● **Data provided**:

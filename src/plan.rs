//! The fixed reorganization plan.
//! Every table the tool acts on is declared here. Nothing is read from
//! config files, and no CLI flag changes these values.

use std::path::PathBuf;

/// File that must exist in the working directory before anything runs.
pub const MARKER_FILE: &str = "main_system.py";

/// Report written into the project root at the end of every run.
pub const REPORT_FILE: &str = "reorganization_report.txt";

/// Prefix of the timestamped backup directory created next to the project.
pub const BACKUP_PREFIX: &str = "safety_system_backup";

/// Marker file dropped into each new Python package directory.
pub const PACKAGE_MARKER: &str = "__init__.py";

/// Content of the package marker file.
pub const PACKAGE_MARKER_CONTENT: &str = "# -*- coding: utf-8 -*-\n";

const LAYOUT_DIAGRAM: &str = "
safety_system/
├── core/                    # Detection modules
├── sync/                    # Synchronization system
│   └── wrappers/           # Wrappers for synchronization
├── config/                  # Configuration (unchanged)
├── client/                  # Sync client (unchanged)
├── server/                  # PHP dashboard (unchanged)
├── scripts/                 # Auxiliary scripts
├── assets/                  # Static resources
│   ├── audio/
│   ├── models/
│   └── operators/
├── output/                  # Runtime output
│   ├── reports/
│   └── logs/
├── main_system.py          # Main system
└── main_system_wrapper.py  # System with synchronization
";

/// What a relocation entry moves: named files from the project root, or one
/// whole directory merged into the destination.
#[derive(Debug, Clone)]
pub enum MoveSource {
    Files(Vec<String>),
    Tree(String),
}

/// One destination directory and the material that lands in it.
#[derive(Debug, Clone)]
pub struct RelocationEntry {
    /// Destination directory, relative to the project root.
    pub dest: PathBuf,
    pub source: MoveSource,
}

impl RelocationEntry {
    pub fn files(dest: &str, names: &[&str]) -> Self {
        Self {
            dest: PathBuf::from(dest),
            source: MoveSource::Files(names.iter().map(|n| n.to_string()).collect()),
        }
    }

    pub fn tree(dest: &str, src: &str) -> Self {
        Self {
            dest: PathBuf::from(dest),
            source: MoveSource::Tree(src.to_string()),
        }
    }
}

/// Ordered literal substitutions applied to one file.
/// Matching is plain substring replacement; declaration order matters.
#[derive(Debug, Clone)]
pub struct RewriteRule {
    /// Target file, relative to the project root (post-move location).
    pub file: PathBuf,
    pub substitutions: Vec<(String, String)>,
}

impl RewriteRule {
    pub fn new(file: &str, substitutions: Vec<(String, String)>) -> Self {
        Self {
            file: PathBuf::from(file),
            substitutions,
        }
    }
}

/// Obsolete entries removed near the end of a run.
/// Directories are only removed when a listing reports them empty.
#[derive(Debug, Clone, Default)]
pub struct DeletionSet {
    pub files: Vec<PathBuf>,
    pub dirs: Vec<PathBuf>,
}

/// The complete, hard-coded description of one reorganization.
#[derive(Debug, Clone)]
pub struct Plan {
    /// Precondition file checked before the prompt.
    pub marker_file: PathBuf,
    pub backup_prefix: String,
    /// Base-name patterns excluded from the backup (`*`-prefix = suffix match).
    pub backup_ignore: Vec<String>,
    /// Directories created in phase 2, in order.
    pub target_dirs: Vec<PathBuf>,
    pub relocations: Vec<RelocationEntry>,
    pub import_rewrites: Vec<RewriteRule>,
    pub path_rewrites: Vec<RewriteRule>,
    pub deletions: DeletionSet,
    /// Directories that receive a package marker file.
    pub package_dirs: Vec<PathBuf>,
    pub report_file: PathBuf,
    /// Fixed tree diagram appended to the report.
    pub layout_diagram: String,
}

impl Default for Plan {
    fn default() -> Self {
        Self {
            marker_file: PathBuf::from(MARKER_FILE),
            backup_prefix: BACKUP_PREFIX.to_string(),
            backup_ignore: Vec::new(),
            target_dirs: Vec::new(),
            relocations: Vec::new(),
            import_rewrites: Vec::new(),
            path_rewrites: Vec::new(),
            deletions: DeletionSet::default(),
            package_dirs: Vec::new(),
            report_file: PathBuf::from(REPORT_FILE),
            layout_diagram: String::new(),
        }
    }
}

impl Plan {
    /// The safety-system reorganization this tool exists for.
    pub fn safety_system() -> Self {
        let target_dirs = [
            "core",
            "sync",
            "sync/wrappers",
            "scripts",
            "assets",
            "assets/audio",
            "assets/models",
            "assets/operators",
            "output",
            "output/reports",
            "output/logs",
        ]
        .iter()
        .map(PathBuf::from)
        .collect();

        let relocations = vec![
            RelocationEntry::files(
                "core",
                &[
                    "camera_module.py",
                    "face_recognition_module.py",
                    "fatigue_detection.py",
                    "bostezo_detection.py",
                    "distraction_detection.py",
                    "behavior_detection_module.py",
                    "alarm_module.py",
                    "report_generator.py",
                ],
            ),
            RelocationEntry::files(
                "sync",
                &[
                    "config_sync_client.py",
                    "device_auth.py",
                    "heartbeat_sender.py",
                ],
            ),
            RelocationEntry::files(
                "sync/wrappers",
                &[
                    "behavior_detection_wrapper.py",
                    "fatigue_detection_wrapper.py",
                    "face_recognition_wrapper.py",
                ],
            ),
            RelocationEntry::files("scripts", &["register_operator.py", "process_photos.py"]),
            RelocationEntry::tree("assets/audio", "audio"),
            RelocationEntry::tree("assets/models", "models"),
            RelocationEntry::tree("assets/operators", "operators"),
            RelocationEntry::tree("output/reports", "reports"),
            RelocationEntry::tree("output/logs", "logs"),
        ];

        let import_rewrites = vec![
            RewriteRule::new(
                "main_system.py",
                [
                    "camera_module",
                    "face_recognition_module",
                    "fatigue_detection",
                    "bostezo_detection",
                    "distraction_detection",
                    "alarm_module",
                    "behavior_detection_module",
                ]
                .iter()
                .map(|m| import_shift(m, "core"))
                .collect(),
            ),
            RewriteRule::new(
                "main_system_wrapper.py",
                [
                    "behavior_detection_wrapper",
                    "fatigue_detection_wrapper",
                    "face_recognition_wrapper",
                ]
                .iter()
                .map(|m| import_shift(m, "sync.wrappers"))
                .collect(),
            ),
            RewriteRule::new(
                "sync/wrappers/behavior_detection_wrapper.py",
                vec![import_shift("behavior_detection_module", "core")],
            ),
            RewriteRule::new(
                "sync/wrappers/fatigue_detection_wrapper.py",
                vec![import_shift("fatigue_detection", "core")],
            ),
            // This wrapper imported the bare library name; it must point at
            // the relocated module, not a package of the same name.
            RewriteRule::new(
                "sync/wrappers/face_recognition_wrapper.py",
                vec![(
                    "from face_recognition import".to_string(),
                    "from core.face_recognition_module import".to_string(),
                )],
            ),
        ];

        let path_rewrites = [
            "main_system.py",
            "core/face_recognition_module.py",
            "core/behavior_detection_module.py",
            "scripts/register_operator.py",
            "scripts/process_photos.py",
        ]
        .iter()
        .map(|f| RewriteRule::new(f, path_substitutions()))
        .collect();

        let deletions = DeletionSet {
            files: [
                "fatigue_adapter.py",
                "behavior_adapter.py",
                "face_recognition_adapter.py",
                "sync_integrator.py",
                "main_with_sync.py",
                "cp_errordocument.shtml",
                "SYNC_INTEGRATION_GUIDE.md",
                "setup_sync.sh",
            ]
            .iter()
            .map(PathBuf::from)
            .collect(),
            dirs: vec![PathBuf::from("expresiones_faciales")],
        };

        let package_dirs = ["core", "sync", "sync/wrappers", "scripts", "assets"]
            .iter()
            .map(PathBuf::from)
            .collect();

        Self {
            marker_file: PathBuf::from(MARKER_FILE),
            backup_prefix: BACKUP_PREFIX.to_string(),
            backup_ignore: ["*.pyc", "__pycache__", ".git", "venv", "*.log", ".DS_Store"]
                .iter()
                .map(|p| p.to_string())
                .collect(),
            target_dirs,
            relocations,
            import_rewrites,
            path_rewrites,
            deletions,
            package_dirs,
            report_file: PathBuf::from(REPORT_FILE),
            layout_diagram: LAYOUT_DIAGRAM.to_string(),
        }
    }
}

fn import_shift(module: &str, package: &str) -> (String, String) {
    (
        format!("from {module} import"),
        format!("from {package}.{module} import"),
    )
}

/// Shared substitution list for the path-literal pass. The quoted-literal
/// rules come first and normally consume the match; the whole-statement
/// rules stay behind them in their original declared order.
fn path_substitutions() -> Vec<(String, String)> {
    let mut subs = Vec::new();
    for (old, new) in [
        ("operators", "assets/operators"),
        ("models", "assets/models"),
        ("audio", "assets/audio"),
        ("reports", "output/reports"),
        ("logs", "output/logs"),
    ] {
        subs.push((format!("\"{old}\""), format!("\"{new}\"")));
        subs.push((format!("'{old}'"), format!("'{new}'")));
    }
    for (var, old, new) in [
        ("OPERATORS_DIR", "operators", "assets/operators"),
        ("MODEL_DIR", "models", "assets/models"),
        ("AUDIO_DIR", "audio", "assets/audio"),
        ("REPORTS_DIR", "reports", "output/reports"),
        ("LOGS_DIR", "logs", "output/logs"),
    ] {
        subs.push((
            format!("{var} = os.path.join(BASE_DIR, \"{old}\")"),
            format!("{var} = os.path.join(BASE_DIR, \"{new}\")"),
        ));
    }
    subs
}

● **Directions for this task**: Across the listing above, report every line where "join" occurs.

● **Task output**:
            format!("{var} = os.path.join(BASE_DIR, \"{old}\")"),
            format!("{var} = os.path.join(BASE_DIR, \"{new}\")"),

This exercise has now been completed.